As of 2008, around 0.7 million people work in outsourcing sector (less than 0.1% of Indians).
Annual revenues are around $11 billion around 1% of GDP. Around 2.5 million people graduate
in India every year. Wages are rising by 10-15 percent as a result of skill shortage.

The industry has been growing rapidly. It grew at a rate of 38% over 2008. For the FY09
financial year the projections is of US$7.2 billion worth of services provided by this industry.
The base in terms of headcount being roughly 400,000 people directly employed in this Industry.

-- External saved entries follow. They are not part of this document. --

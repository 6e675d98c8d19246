//! # Session Tests
//!
//! The five collect instructions, `present`, and the unset-slot policies.
//! Each `Core` owns its own slots.

use chef_isa::common::{Fault, FaultKind, StepError};
use chef_isa::config::{Config, UnsetSlotPolicy};
use chef_isa::exec::{SessionState, Slot};
use pretty_assertions::assert_eq;

use crate::common::harness::TestContext;

fn dish(protein: &str, grains: &str, vegetable: &str, dairy: &str, fruit: &str) -> String {
    format!(
        "Tonight I have prepared for you all a world-class, gourmet, masterpiece of a dish \
         that will surely transform your night. This dish incorporates {protein}, with \
         {grains}, {vegetable}, and {dairy} for added flavor, as well as {fruit} as garnish, \
         all being of the highest quality. Enjoy!"
    )
}

#[test]
fn collect_prompts_and_stores_line() {
    let mut ctx = TestContext::new().with_input(["salmon"]);

    let _ = ctx.run("protein", &[]).unwrap();

    assert_eq!(ctx.core.session().get(Slot::Protein), Some("salmon"));
    assert_eq!(ctx.console.prompts(), &[Slot::Protein.prompt().to_owned()]);
}

#[test]
fn present_interpolates_every_slot() {
    let mut ctx = TestContext::new().with_input(["beef", "rice", "carrot", "apple", "cheese"]);
    for name in ["protein", "grains", "vegetable", "fruit", "dairy", "present"] {
        let _ = ctx.run(name, &[]).unwrap();
    }

    assert!(ctx.core.session().is_complete());
    assert_eq!(
        ctx.console.output(),
        &[dish("beef", "rice", "carrot", "cheese", "apple")]
    );
}

#[test]
fn later_collect_overwrites_slot() {
    let mut ctx = TestContext::new().with_input(["tofu", "chicken"]);
    let _ = ctx.run("protein", &[]).unwrap();
    let _ = ctx.run("protein", &[]).unwrap();
    assert_eq!(ctx.core.session().get(Slot::Protein), Some("chicken"));
}

#[test]
fn present_without_collect_uses_empty_text() {
    let mut ctx = TestContext::new();
    let _ = ctx.run("present", &[]).unwrap();
    assert_eq!(ctx.console.output(), &[dish("", "", "", "", "")]);
}

#[test]
fn present_with_fault_policy_names_first_unset_slot() {
    let mut config = Config::default();
    config.session.unset_slot = UnsetSlotPolicy::Fault;
    let mut ctx = TestContext::with_config(&config).with_input(["lamb", "barley"]);
    let _ = ctx.run("protein", &[]).unwrap();
    let _ = ctx.run("grains", &[]).unwrap();

    let err = ctx.run("present", &[]).unwrap_err();

    assert!(matches!(err, StepError::Fault(Fault::UnsetSlot(Slot::Vegetable))));
    assert!(ctx.console.output().is_empty());
    assert_eq!(ctx.faults.faults()[0].kind, FaultKind::UnsetSlot);
    assert_eq!(ctx.faults.faults()[0].message, "no vegetable was chosen for the dish");
}

#[test]
fn collect_at_end_of_input_is_console_fault() {
    let mut ctx = TestContext::new();
    let err = ctx.run("dairy", &[]).unwrap_err();
    assert!(matches!(err, StepError::Fault(Fault::Console(_))));
    assert_eq!(ctx.core.session().get(Slot::Dairy), None);
}

#[test]
fn sessions_are_independent() {
    let mut first = TestContext::new().with_input(["pork"]);
    let second = TestContext::new();
    let _ = first.run("protein", &[]).unwrap();

    assert_eq!(first.core.session().get(Slot::Protein), Some("pork"));
    assert_eq!(second.core.session().get(Slot::Protein), None);
}

#[test]
fn session_state_direct_use() {
    let mut session = SessionState::new();
    assert!(!session.is_complete());
    for slot in Slot::ALL {
        session.set(slot, slot.label());
    }
    assert!(session.is_complete());
    assert_eq!(
        session.dish(UnsetSlotPolicy::Fault).unwrap(),
        dish("protein", "grains", "vegetable", "dairy", "fruit")
    );
}
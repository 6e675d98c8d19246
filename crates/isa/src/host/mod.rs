//! Host simulator interfaces.
//!
//! The instruction set consumes its machine state through these traits, so it can be
//! embedded in any MIPS simulator. It performs no program loading or fetch loop of its
//! own. The submodules provide reference implementations used by the CLI and tests:
//! 1. **Registers:** A 32-entry register file with `$zero` hardwired.
//! 2. **Memory:** A flat little-endian word memory over one mapped range.
//! 3. **Console:** Stdio and scripted (buffered) line consoles.
//! 4. **Recorders:** A branch controller and exception reporter that log what they receive.

use std::{fmt, io};

use crate::common::error::{AddressError, FaultKind};

/// Reference register file.
pub mod registers;

/// Reference flat memory.
pub mod memory;

/// Reference consoles.
pub mod console;

/// Recording branch controller and exception reporter.
pub mod recorder;

pub use console::{BufferConsole, StdConsole};
pub use memory::FlatMemory;
pub use recorder::{BranchLog, FaultLog, RecordedFault};
pub use registers::Registers;

/// Architectural register file of the host.
pub trait RegisterFile {
    /// Reads register `idx` (0-31).
    fn get(&self, idx: usize) -> i32;
    /// Writes register `idx` (0-31).
    fn set(&mut self, idx: usize, val: i32);
}

/// Byte-addressable data memory of the host.
pub trait Memory {
    /// Loads the aligned word at `addr`.
    ///
    /// # Errors
    ///
    /// Returns `AddressError` for misaligned or unmapped addresses.
    fn load_word(&mut self, addr: u32) -> Result<i32, AddressError>;

    /// Stores `val` to the aligned word at `addr`.
    ///
    /// # Errors
    ///
    /// Returns `AddressError` for misaligned or unmapped addresses.
    fn store_word(&mut self, addr: u32, val: i32) -> Result<(), AddressError>;
}

/// Program-counter controller of the host.
pub trait BranchController {
    /// Redirects the next fetch according to `target`, a label offset operand.
    fn transfer_to(&mut self, target: i32);
}

/// Information accompanying a fault raised to the host.
#[derive(Clone, Copy, Debug)]
pub struct FaultContext<'a> {
    /// Raw word of the faulting instruction.
    pub word: u32,
    /// Mnemonic name of the faulting instruction.
    pub mnemonic: &'a str,
    /// Human-readable fault description.
    pub message: &'a str,
}

/// Fault channel of the host's execution loop.
///
/// The host decides whether a reported fault traps or halts.
pub trait ExceptionReporter {
    /// Receives one fault.
    fn raise(&mut self, kind: FaultKind, context: &FaultContext<'_>);
}

/// Line-oriented text I/O used by the collect, host-call and present actions.
pub trait Console {
    /// Shows `prompt` and blocks until one line of input is available.
    ///
    /// The returned line excludes its terminator.
    ///
    /// # Errors
    ///
    /// Returns the underlying I/O error, or `UnexpectedEof` when input is exhausted.
    fn read_line(&mut self, prompt: &str) -> io::Result<String>;

    /// Writes one line of output.
    ///
    /// # Errors
    ///
    /// Returns the underlying I/O error.
    fn write_line(&mut self, line: &str) -> io::Result<()>;
}

/// Handles to the host collaborators needed to execute one word.
pub struct Host<'a> {
    /// Register file.
    pub regs: &'a mut dyn RegisterFile,
    /// Data memory.
    pub mem: &'a mut dyn Memory,
    /// Program-counter controller.
    pub branch: &'a mut dyn BranchController,
    /// Text console.
    pub console: &'a mut dyn Console,
    /// Fault channel.
    pub reporter: &'a mut dyn ExceptionReporter,
}

impl fmt::Debug for Host<'_> {
    fn fmt(&self, f: &mut fmt::Formatter<'_>) -> fmt::Result {
        f.debug_struct("Host").finish_non_exhaustive()
    }
}
//! Instruction Decoder.
//!
//! This module matches a 32-bit instruction word against the registered templates
//! and extracts its operands into a `Decoded` value. Matching walks the templates in
//! registration order and the first template whose literal bits all agree wins.

use std::fmt;
use std::ops::Deref;

use crate::common::constants::{MAX_OPERANDS, WORD_BITS};
use crate::common::error::DecodeError;
use crate::isa::abi;
use crate::isa::format::{Format, IMM_OPERAND};
use crate::isa::spec::InstructionSpec;

/// Ordered operand values of one decoded instruction.
///
/// Register operands hold indices 0-31; the immediate of the register-immediate
/// format holds its sign-extended value.
#[derive(Clone, Copy, Debug, Default, PartialEq, Eq)]
pub struct Operands {
    vals: [i32; MAX_OPERANDS],
    len: usize,
}

impl Operands {
    /// Builds an operand list from the first (at most three) values of `values`.
    pub fn from_slice(values: &[i32]) -> Self {
        let mut operands = Self::default();
        for &value in values.iter().take(MAX_OPERANDS) {
            operands.push(value);
        }
        operands
    }

    /// Appends a value; ignored once three values are held.
    pub(crate) fn push(&mut self, value: i32) {
        if let Some(slot) = self.vals.get_mut(self.len) {
            *slot = value;
            self.len += 1;
        }
    }

    /// Returns the operand values as a slice.
    pub fn as_slice(&self) -> &[i32] {
        &self.vals[..self.len]
    }
}

impl Deref for Operands {
    type Target = [i32];

    fn deref(&self) -> &[i32] {
        self.as_slice()
    }
}

/// A matched instruction word and its extracted operands.
///
/// Only produced by `decode`, so the operand count always matches the spec.
#[derive(Clone, Copy, Debug)]
pub struct Decoded<'r> {
    raw: u32,
    spec: &'r InstructionSpec,
    operands: Operands,
}

impl<'r> Decoded<'r> {
    /// Returns the raw 32-bit instruction encoding.
    pub const fn raw(&self) -> u32 {
        self.raw
    }

    /// Returns the registry entry the word matched.
    pub const fn spec(&self) -> &'r InstructionSpec {
        self.spec
    }

    /// Returns the operands in template order.
    pub const fn operands(&self) -> &Operands {
        &self.operands
    }
}

impl fmt::Display for Decoded<'_> {
    fn fmt(&self, f: &mut fmt::Formatter<'_>) -> fmt::Result {
        f.write_str(self.spec.name())?;
        for (i, value) in self.operands.iter().enumerate() {
            let sep = if i == 0 { " " } else { ", " };
            if self.spec.format() == Format::RegImm && i == IMM_OPERAND {
                write!(f, "{sep}{value}")?;
            } else {
                write!(f, "{sep}${}", abi::name(*value as usize))?;
            }
        }
        Ok(())
    }
}

/// Decodes `word` against `specs` in order.
///
/// # Errors
///
/// Returns `DecodeError::NoMatch` if no template matches the word.
pub fn decode(specs: &[InstructionSpec], word: u32) -> Result<Decoded<'_>, DecodeError> {
    let spec = specs
        .iter()
        .find(|spec| spec.template().matches(word))
        .ok_or(DecodeError::NoMatch(word))?;
    let operands = spec.format().extract(spec.template(), word);
    tracing::trace!(
        word = format_args!("{word:#010x}"),
        mnemonic = spec.name(),
        ?operands,
        "decoded"
    );
    Ok(Decoded {
        raw: word,
        spec,
        operands,
    })
}

/// Sign extends a value of `bits` width to a 32-bit signed integer.
///
/// # Arguments
///
/// * `val` - The value to extend.
/// * `bits` - The number of valid bits in `val`. Zero yields 0; 32 or more returns
///   `val` reinterpreted as signed.
pub const fn sign_extend(val: u32, bits: u32) -> i32 {
    if bits == 0 {
        return 0;
    }
    if bits >= WORD_BITS {
        return val as i32;
    }
    let shift = WORD_BITS - bits;
    (val << shift) as i32 >> shift
}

The global BPO Industry is estimated to be worth 120-150 billion dollars, of this the offshore
BPO is estimated to be some US$11.4 billion. India thus has some 5-6% share of the total
Industry, but a commanding 63% share of the offshore component. The U.S $7.2 billion also
represents some 20% of the IT and BPO Industry which is in total expected to have revenues
worth US$36 billion for 2008. The headcount at 400,000 is some 40% of the approximate one
million workers estimated to be directly employees in the IT and BPO Sector.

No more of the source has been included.